(Extracted records)
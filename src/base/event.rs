//! # Push-based events.
//!
//! [`Emitter`] owns an ordered list of listeners; [`Event`] is the
//! subscribe-only view handed to consumers. Derived events (`map`, `filter`,
//! `signal`, `once`, `any`) are lazy: they subscribe to their source only while
//! they themselves have a subscriber, and disposing the derived subscription
//! disposes the source subscription exactly once.
//!
//! ## Rules
//! - `emit(&v)` calls every listener registered **at the moment of the call**,
//!   in registration order (the list is snapshotted, then the lock released).
//! - Listeners may subscribe/dispose while an emission is running; changes
//!   apply to the next emission.
//! - A panicking listener is caught and logged; the remaining listeners still run.
//! - Emitting with no listeners is a no-op.
//!
//! ```text
//!   Emitter<T> ──event()──► Event<T> ──map/filter/once──► Event<U>
//!        │                     │
//!   emit(&T)              subscribe(fn) ──► Subscription::dispose()
//! ```

use std::fmt;
use std::future::Future;
use std::panic::{AssertUnwindSafe, catch_unwind};
use std::sync::atomic::{AtomicBool, Ordering};
use std::sync::{Arc, OnceLock, Weak};

use parking_lot::Mutex;
use tokio::sync::oneshot;

use super::dispose::Subscription;

/// Shared listener callback.
pub type Listener<T> = Arc<dyn Fn(&T) + Send + Sync>;

type Hook = Box<dyn Fn() + Send + Sync>;

/// Hooks invoked when an emitter gains its first / loses its last listener.
///
/// Used to attach and detach upstream resources lazily (native listeners,
/// remote subscriptions).
#[derive(Default)]
pub struct EmitterOptions {
    on_first_listener: Option<Hook>,
    on_last_listener_removed: Option<Hook>,
}

impl EmitterOptions {
    /// Options without hooks.
    pub fn new() -> Self {
        Self::default()
    }

    /// Runs right after the listener list goes from empty to non-empty.
    pub fn on_first_listener(mut self, hook: impl Fn() + Send + Sync + 'static) -> Self {
        self.on_first_listener = Some(Box::new(hook));
        self
    }

    /// Runs right after the listener list goes from non-empty to empty.
    pub fn on_last_listener_removed(mut self, hook: impl Fn() + Send + Sync + 'static) -> Self {
        self.on_last_listener_removed = Some(Box::new(hook));
        self
    }
}

struct Listeners<T> {
    entries: Vec<(u64, Listener<T>)>,
    next_id: u64,
    disposed: bool,
}

struct Shared<T> {
    listeners: Mutex<Listeners<T>>,
    options: EmitterOptions,
}

impl<T: 'static> Shared<T> {
    fn add(this: &Arc<Self>, listener: Listener<T>) -> Subscription {
        let (id, first) = {
            let mut l = this.listeners.lock();
            if l.disposed {
                return Subscription::empty();
            }
            let id = l.next_id;
            l.next_id += 1;
            l.entries.push((id, listener));
            (id, l.entries.len() == 1)
        };

        if first {
            if let Some(hook) = &this.options.on_first_listener {
                hook();
            }
        }

        // The handle keeps the listener list alive until it is disposed.
        let shared = Arc::clone(this);
        Subscription::new(move || shared.remove(id))
    }

    fn remove(&self, id: u64) {
        let became_empty = {
            let mut l = self.listeners.lock();
            let before = l.entries.len();
            l.entries.retain(|(entry, _)| *entry != id);
            before != l.entries.len() && l.entries.is_empty()
        };
        if became_empty {
            if let Some(hook) = &self.options.on_last_listener_removed {
                hook();
            }
        }
    }
}

/// Owning side of an event.
pub struct Emitter<T> {
    shared: Arc<Shared<T>>,
}

impl<T> Clone for Emitter<T> {
    fn clone(&self) -> Self {
        Self {
            shared: Arc::clone(&self.shared),
        }
    }
}

impl<T: 'static> Default for Emitter<T> {
    fn default() -> Self {
        Self::new()
    }
}

impl<T: 'static> Emitter<T> {
    /// Creates an emitter without hooks.
    pub fn new() -> Self {
        Self::with_options(EmitterOptions::default())
    }

    /// Creates an emitter with first/last listener hooks.
    pub fn with_options(options: EmitterOptions) -> Self {
        Self {
            shared: Arc::new(Shared {
                listeners: Mutex::new(Listeners {
                    entries: Vec::new(),
                    next_id: 0,
                    disposed: false,
                }),
                options,
            }),
        }
    }

    /// Subscribe-only view of this emitter.
    pub fn event(&self) -> Event<T> {
        let shared = Arc::clone(&self.shared);
        Event::from_fn(move |listener| Shared::add(&shared, listener))
    }

    /// Synchronously delivers `value` to every current listener.
    pub fn emit(&self, value: &T) {
        let snapshot: Vec<Listener<T>> = self
            .shared
            .listeners
            .lock()
            .entries
            .iter()
            .map(|(_, l)| Arc::clone(l))
            .collect();

        for listener in snapshot {
            if catch_unwind(AssertUnwindSafe(|| listener(value))).is_err() {
                tracing::error!(target: "splithost::base", "event listener panicked");
            }
        }
    }

    /// Number of registered listeners.
    pub fn listener_count(&self) -> usize {
        self.shared.listeners.lock().entries.len()
    }

    /// True if at least one listener is registered.
    pub fn has_listeners(&self) -> bool {
        self.listener_count() > 0
    }

    /// Drops every listener; later subscriptions are ignored.
    pub fn dispose(&self) {
        let removed = {
            let mut l = self.shared.listeners.lock();
            l.disposed = true;
            std::mem::take(&mut l.entries)
        };
        if !removed.is_empty() {
            if let Some(hook) = &self.shared.options.on_last_listener_removed {
                hook();
            }
        }
    }

    pub(crate) fn downgrade(&self) -> WeakEmitter<T> {
        WeakEmitter(Arc::downgrade(&self.shared))
    }
}

impl<T> fmt::Debug for Emitter<T> {
    fn fmt(&self, f: &mut fmt::Formatter<'_>) -> fmt::Result {
        f.debug_struct("Emitter")
            .field("listeners", &self.shared.listeners.lock().entries.len())
            .finish()
    }
}

/// Non-owning emitter reference used by hooks that must not keep it alive.
pub(crate) struct WeakEmitter<T>(Weak<Shared<T>>);

impl<T> WeakEmitter<T> {
    pub(crate) fn upgrade(&self) -> Option<Emitter<T>> {
        self.0.upgrade().map(|shared| Emitter { shared })
    }
}

/// Subscribe-only handle to a stream of values.
pub struct Event<T> {
    subscribe: Arc<dyn Fn(Listener<T>) -> Subscription + Send + Sync>,
}

impl<T> Clone for Event<T> {
    fn clone(&self) -> Self {
        Self {
            subscribe: Arc::clone(&self.subscribe),
        }
    }
}

impl<T> fmt::Debug for Event<T> {
    fn fmt(&self, f: &mut fmt::Formatter<'_>) -> fmt::Result {
        f.write_str("Event")
    }
}

impl<T: 'static> Event<T> {
    /// Builds an event from a raw subscribe function.
    pub fn from_fn(f: impl Fn(Listener<T>) -> Subscription + Send + Sync + 'static) -> Self {
        Self {
            subscribe: Arc::new(f),
        }
    }

    /// An event that never fires.
    pub fn none() -> Self {
        Self::from_fn(|_| Subscription::empty())
    }

    /// Registers `listener`; it stays active until the returned handle is disposed.
    ///
    /// The handle keeps the underlying emitter alive, so subscribing to a
    /// temporary event is fine.
    pub fn subscribe(&self, listener: impl Fn(&T) + Send + Sync + 'static) -> Subscription {
        (self.subscribe)(Arc::new(listener))
    }

    fn subscribe_shared(&self, listener: Listener<T>) -> Subscription {
        (self.subscribe)(listener)
    }

    /// Forwards `f(value)` for every firing of `self`.
    pub fn map<U: 'static>(&self, f: impl Fn(&T) -> U + Send + Sync + 'static) -> Event<U> {
        let source = self.clone();
        let f = Arc::new(f);
        Event::from_fn(move |listener: Listener<U>| {
            let f = Arc::clone(&f);
            source.subscribe(move |value| listener(&f(value)))
        })
    }

    /// Forwards only the values for which `predicate` holds.
    pub fn filter(&self, predicate: impl Fn(&T) -> bool + Send + Sync + 'static) -> Event<T> {
        let source = self.clone();
        let predicate = Arc::new(predicate);
        Event::from_fn(move |listener: Listener<T>| {
            let predicate = Arc::clone(&predicate);
            source.subscribe(move |value| {
                if predicate(value) {
                    listener(value);
                }
            })
        })
    }

    /// Forwards every firing, discarding the value.
    pub fn signal(&self) -> Event<()> {
        self.map(|_| ())
    }

    /// Forwards the first firing only, then unsubscribes from the source.
    pub fn once(&self) -> Event<T> {
        let source = self.clone();
        Event::from_fn(move |listener: Listener<T>| {
            let fired = Arc::new(AtomicBool::new(false));
            let slot: Arc<Mutex<Option<Subscription>>> = Arc::new(Mutex::new(None));

            let sub = {
                let fired = Arc::clone(&fired);
                let slot = Arc::clone(&slot);
                source.subscribe(move |value| {
                    if fired.swap(true, Ordering::SeqCst) {
                        return;
                    }
                    let own = slot.lock().take();
                    if let Some(own) = own {
                        own.dispose();
                    }
                    listener(value);
                })
            };

            if fired.load(Ordering::SeqCst) {
                sub.dispose();
            } else {
                *slot.lock() = Some(sub.clone());
            }
            sub
        })
    }

    /// Fires whenever any of `events` fires, forwarding that value.
    pub fn any(events: impl IntoIterator<Item = Event<T>>) -> Event<T> {
        let events: Vec<Event<T>> = events.into_iter().collect();
        Event::from_fn(move |listener: Listener<T>| {
            let subs = events
                .iter()
                .map(|event| event.subscribe_shared(Arc::clone(&listener)))
                .collect();
            Subscription::combine(subs)
        })
    }

    /// Resolves with the next value, or `None` if the source is torn down first.
    ///
    /// The subscription is made when this method is called, not when the
    /// returned future is first polled.
    pub fn next(&self) -> impl Future<Output = Option<T>> + Send + 'static + use<T>
    where
        T: Clone + Send,
    {
        let (tx, rx) = oneshot::channel();
        let tx = Mutex::new(Some(tx));
        let sub = self.once().subscribe(move |value: &T| {
            let tx = tx.lock().take();
            if let Some(tx) = tx {
                let _ = tx.send(value.clone());
            }
        });
        let guard = DisposeOnDrop(sub);
        async move {
            let _guard = guard;
            rx.await.ok()
        }
    }

    /// Adapts a foreign add/remove-listener source.
    ///
    /// The native listener is attached when the first subscriber arrives and
    /// removed when the last one leaves.
    pub fn from_source<P, S>(
        source: Arc<S>,
        name: impl Into<String>,
        mapper: impl Fn(&P) -> T + Send + Sync + 'static,
    ) -> Event<T>
    where
        P: 'static,
        S: ExternalSource<P> + ?Sized,
    {
        let name: Arc<str> = Arc::from(name.into());
        let mapper: Arc<dyn Fn(&P) -> T + Send + Sync> = Arc::new(mapper);
        let target: Arc<OnceLock<WeakEmitter<T>>> = Arc::new(OnceLock::new());
        let token: Arc<Mutex<Option<ListenerToken>>> = Arc::new(Mutex::new(None));

        let attach = {
            let (source, name, token) = (Arc::clone(&source), Arc::clone(&name), Arc::clone(&token));
            let (mapper, target) = (Arc::clone(&mapper), Arc::clone(&target));
            move || {
                let (mapper, target) = (Arc::clone(&mapper), Arc::clone(&target));
                let native: Listener<P> = Arc::new(move |payload: &P| {
                    if let Some(emitter) = target.get().and_then(WeakEmitter::upgrade) {
                        emitter.emit(&mapper(payload));
                    }
                });
                *token.lock() = Some(source.add_listener(&name, native));
            }
        };
        let detach = move || {
            let taken = token.lock().take();
            if let Some(taken) = taken {
                source.remove_listener(&name, taken);
            }
        };

        let emitter = Emitter::with_options(
            EmitterOptions::new()
                .on_first_listener(attach)
                .on_last_listener_removed(detach),
        );
        let _ = target.set(emitter.downgrade());
        emitter.event()
    }
}

struct DisposeOnDrop(Subscription);

impl Drop for DisposeOnDrop {
    fn drop(&mut self) {
        self.0.dispose();
    }
}

/// Identifies a listener registered on an [`ExternalSource`].
#[derive(Debug, Clone, Copy, PartialEq, Eq, Hash)]
pub struct ListenerToken(pub u64);

/// A foreign push-style source with named add/remove listener calls.
pub trait ExternalSource<P>: Send + Sync + 'static {
    /// Attaches `listener` to the native event `name`.
    fn add_listener(&self, name: &str, listener: Listener<P>) -> ListenerToken;

    /// Detaches the listener identified by `token`.
    fn remove_listener(&self, name: &str, token: ListenerToken);
}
(End Extracted records)
Where the data above reaches the line holding "sub.dispose();", begin printing, and stop after the line holding "not when the". Each line must be reproduced exactly, with nothing else added.

                sub.dispose();
            } else {
                *slot.lock() = Some(sub.clone());
            }
            sub
        })
    }

    /// Fires whenever any of `events` fires, forwarding that value.
    pub fn any(events: impl IntoIterator<Item = Event<T>>) -> Event<T> {
        let events: Vec<Event<T>> = events.into_iter().collect();
        Event::from_fn(move |listener: Listener<T>| {
            let subs = events
                .iter()
                .map(|event| event.subscribe_shared(Arc::clone(&listener)))
                .collect();
            Subscription::combine(subs)
        })
    }

    /// Resolves with the next value, or `None` if the source is torn down first.
    ///
    /// The subscription is made when this method is called, not when the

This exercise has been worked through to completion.